Intel unveils new ASIC for mining Bitcoin (BTC) - 5eea0f86e9fdaCryptocurrency mining has recently been an area of ​​intense regulatory and government scrutiny. After China's ban on Bitcoin mining (BTC) last summer, the government chatter had been quiet until the beginning of the year.

Governments look into cryptocurrency mining

In January, an energy crisis across Eastern Europe led the Kosovo government to ban crypto mining. The government has imposed a ban to reduce energy consumption. By global standards, Kosovo accounted for just 0,01% of Bitcoin's global hash rate in August 2021.

According to the Cambridge Center for Alternative Finance, the United States was the largest, with a total Bitcoin mining hashrate of 35,4%. 

As a result of the United States ranking as the largest Bitcoin miner in the world, the United States Congress held a subcommittee hearing on Crypto-mining and the environment in January. Bitcoin mining and Proof-of-Work protocols had a tough day on Capitol Hill.

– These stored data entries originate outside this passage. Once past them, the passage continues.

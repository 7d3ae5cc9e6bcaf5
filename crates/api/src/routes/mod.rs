//! Route wiring and HTTP helpers

pub mod auth;
pub mod refresh;

use axum::http::HeaderMap;
use axum::middleware;
use axum::routing::{get, post, put};
use axum::{Json, Router};
use serde_json::{json, Value};

use crate::auth::require_admin;
use crate::state::AppState;

/// Build the application router.
pub fn create_router(state: AppState) -> Router {
    let auth_state = state.auth_state();

    Router::new()
        .route("/health", get(health))
        .route("/auth/login", post(auth::login))
        .route("/auth/login/password", post(auth::password_login))
        .route("/auth/authenticate", post(auth::authenticate))
        .route("/auth/register", post(auth::register))
        .route("/auth/logout", post(auth::logout))
        .route("/auth/logout/mobile", post(auth::logout_mobile))
        .route("/auth/verify-email", post(auth::verify_email))
        .route("/refresh", get(refresh::refresh_web).post(refresh::refresh_web))
        .route("/refresh/mobile", post(refresh::refresh_mobile))
        .route(
            "/auth/update-user",
            put(auth::update_user)
                .layer(middleware::from_fn_with_state(auth_state, require_admin)),
        )
        .with_state(state)
}

async fn health() -> Json<Value> {
    Json(json!({ "status": "ok" }))
}

/// Extract the client IP from proxy headers, falling back to "unknown".
/// Used as the rate-limit key.
pub(crate) fn extract_client_ip(headers: &HeaderMap) -> String {
    if let Some(xff) = headers.get("X-Forwarded-For").and_then(|h| h.to_str().ok()) {
        if let Some(first) = xff.split(',').next() {
            let first = first.trim();
            if !first.is_empty() {
                return first.to_string();
            }
        }
    }
    if let Some(ip) = headers.get("CF-Connecting-IP").and_then(|h| h.to_str().ok()) {
        return ip.to_string();
    }
    if let Some(ip) = headers.get("X-Real-IP").and_then(|h| h.to_str().ok()) {
        return ip.to_string();
    }
    "unknown".to_string()
}

/// Refresh cookies live 24 hours, matching the server-side session TTL.
pub(crate) const COOKIE_MAX_AGE_SECONDS: i64 = 24 * 60 * 60;

/// Build a Set-Cookie value. `SameSite=None` because the web client is
/// served from a different origin; that requires `Secure` outside local dev.
pub(crate) fn build_cookie(name: &str, value: &str, max_age: i64, secure: bool) -> String {
    let mut cookie = format!("{name}={value}; Path=/; HttpOnly; SameSite=None; Max-Age={max_age}");
    if secure {
        cookie.push_str("; Secure");
    }
    cookie
}

pub(crate) fn clear_cookie(name: &str, secure: bool) -> String {
    build_cookie(name, "", 0, secure)
}

#[cfg(test)]
mod tests {
    use super::*;
    use axum::http::HeaderValue;

    #[test]
    fn client_ip_prefers_forwarded_for() {
        let mut headers = HeaderMap::new();
        headers.insert(
            "X-Forwarded-For",
            HeaderValue::from_static("203.0.113.9, 10.0.0.1"),
        );
        headers.insert("X-Real-IP", HeaderValue::from_static("10.0.0.2"));

        assert_eq!(extract_client_ip(&headers), "203.0.113.9");
    }

    #[test]
    fn client_ip_falls_back_to_unknown() {
        assert_eq!(extract_client_ip(&HeaderMap::new()), "unknown");
    }

    #[test]
    fn cookie_attributes() {
        let cookie = build_cookie("ss_refresh_token", "abc", COOKIE_MAX_AGE_SECONDS, true);
        assert!(cookie.starts_with("ss_refresh_token=abc"));
        assert!(cookie.contains("HttpOnly"));
        assert!(cookie.contains("SameSite=None"));
        assert!(cookie.contains("Max-Age=86400"));
        assert!(cookie.contains("Secure"));

        let dev_cookie = build_cookie("ss_refresh_token", "abc", COOKIE_MAX_AGE_SECONDS, false);
        assert!(!dev_cookie.contains("Secure"));
    }

    #[test]
    fn clear_cookie_zeroes_max_age() {
        let cookie = clear_cookie("ss_session", true);
        assert!(cookie.contains("Max-Age=0"));
        assert!(cookie.starts_with("ss_session=;"));
    }
}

Other governments have also spoken out on Proof-of-Work mining in general.

In January, European Securities and Markets Authority (ESMA) Vice President Erik Thedeen called for a ban on Proof-of-Work (PoW) mining. Thedeen talked about the significant risks mining poses to the environment. ESMA's vice president added that EU regulators should encourage greener Proof-of-Stake (PoS) mining due to its significantly lower energy profile.

Global agencies have also stepped forward, voicing their concerns about mining and the environment. These include Fitch Ratings and Inland Revenue Services of the United States.

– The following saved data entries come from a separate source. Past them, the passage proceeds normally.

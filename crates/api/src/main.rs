// API server clippy configuration
#![cfg_attr(test, allow(clippy::expect_used))]
#![cfg_attr(test, allow(clippy::unwrap_used))]

//! Stepping Stones API Server
//!
//! Serves authentication, session, and token endpoints for the Stepping
//! Stones web and mobile clients.

mod auth;
mod config;
mod email;
mod error;
mod human_verification;
mod models;
mod routes;
mod state;

use std::net::SocketAddr;

use axum::http::{header, Method};
use stepstone_shared::{create_migration_pool, create_pool, run_migrations};
use tower_http::{
    cors::{AllowOrigin, CorsLayer},
    trace::TraceLayer,
};
use tracing_subscriber::{layer::SubscriberExt, util::SubscriberInitExt};

use crate::{config::Config, routes::create_router, state::AppState};

#[tokio::main]
async fn main() -> anyhow::Result<()> {
    // Load .env file if present
    dotenvy::dotenv().ok();

    tracing_subscriber::registry()
        .with(
            tracing_subscriber::EnvFilter::try_from_default_env()
                .unwrap_or_else(|_| "info,stepstone_api=debug".into()),
        )
        .with(tracing_subscriber::fmt::layer())
        .init();

    tracing::info!(
        "Starting Stepping Stones API Server v{}",
        env!("CARGO_PKG_VERSION")
    );

    let config = Config::from_env()?;
    tracing::info!("Configuration loaded");

    tracing::info!("Connecting to database...");
    let pool = create_pool(&config.database_url).await?;
    tracing::info!("Database connection established");

    // Migrations run on a dedicated pool with longer timeouts.
    tracing::info!("Running database migrations...");
    let migration_pool = create_migration_pool(&config.database_url).await?;
    run_migrations(&migration_pool).await?;
    migration_pool.close().await;
    tracing::info!("Database migrations complete");

    // Expiry is checked lazily on every lookup; bulk removal of long-dead
    // rows is left to an external periodic job.
    let state = AppState::new(pool, config.clone())?;

    // Explicit origin allowlist; credentials are allowed because the web
    // client authenticates with cookies.
    let allowed_origins: Vec<axum::http::HeaderValue> = std::env::var("ALLOWED_ORIGINS")
        .unwrap_or_else(|_| "http://localhost:3000,http://127.0.0.1:3000".to_string())
        .split(',')
        .filter_map(|s| s.trim().parse().ok())
        .collect();

    tracing::info!(
        allowed_origins = ?allowed_origins,
        "CORS configured with {} allowed origins",
        allowed_origins.len()
    );

    let cors = CorsLayer::new()
        .allow_origin(AllowOrigin::list(allowed_origins))
        .allow_methods([Method::GET, Method::POST, Method::PUT, Method::OPTIONS])
        .allow_headers([
            header::AUTHORIZATION,
            header::CONTENT_TYPE,
            header::ACCEPT,
            header::ORIGIN,
        ])
        .allow_credentials(true);

    let app = create_router(state)
        .layer(cors)
        .layer(TraceLayer::new_for_http());

    let addr: SocketAddr = config.bind_address.parse()?;
    tracing::info!("Starting server on {}", addr);

    let listener = tokio::net::TcpListener::bind(addr).await?;
    axum::serve(listener, app).await?;

    Ok(())
}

With increased government and regulatory oversight, there has been an even greater need for a greener Proof-of-Work Asic.

Intel unveils a new ASIC to mine Bitcoin 

At the end of January, we had reported a plan from Intel (INTC) to enter the Bitcoin mining space.

Intel has planned to introduce a new "Ultra-Low-Voltage-Energy-Efficient Bitcoin Mining Asic". Intel aimed to "reduce overall energy consumption by approximately 15%".

According to news threads, Intel unveiled the Bonanza Mine at the International Solid-State Circuits Conference (ISSCC). The conference takes place from 20 to 28 February.

Intel's first-generation Asic Bonanza Mine includes a 300 BMZ chip, with a power output of 3.600 Watts (W) while delivering 40 terahashes per second (TH / s) of computer power. Although with less power than the main Asic miners, the Bonanza Mine Asic is reported as more energy efficient. Big names have signed up for the most energy efficient Intel miner. These include Argo and Block. On Wednesday, February 23, Intel will participate in a live Q&A session. For governments raising concerns about Proof-of-Work mining, it remains to be seen whether the Bonanza Mine will satisfy.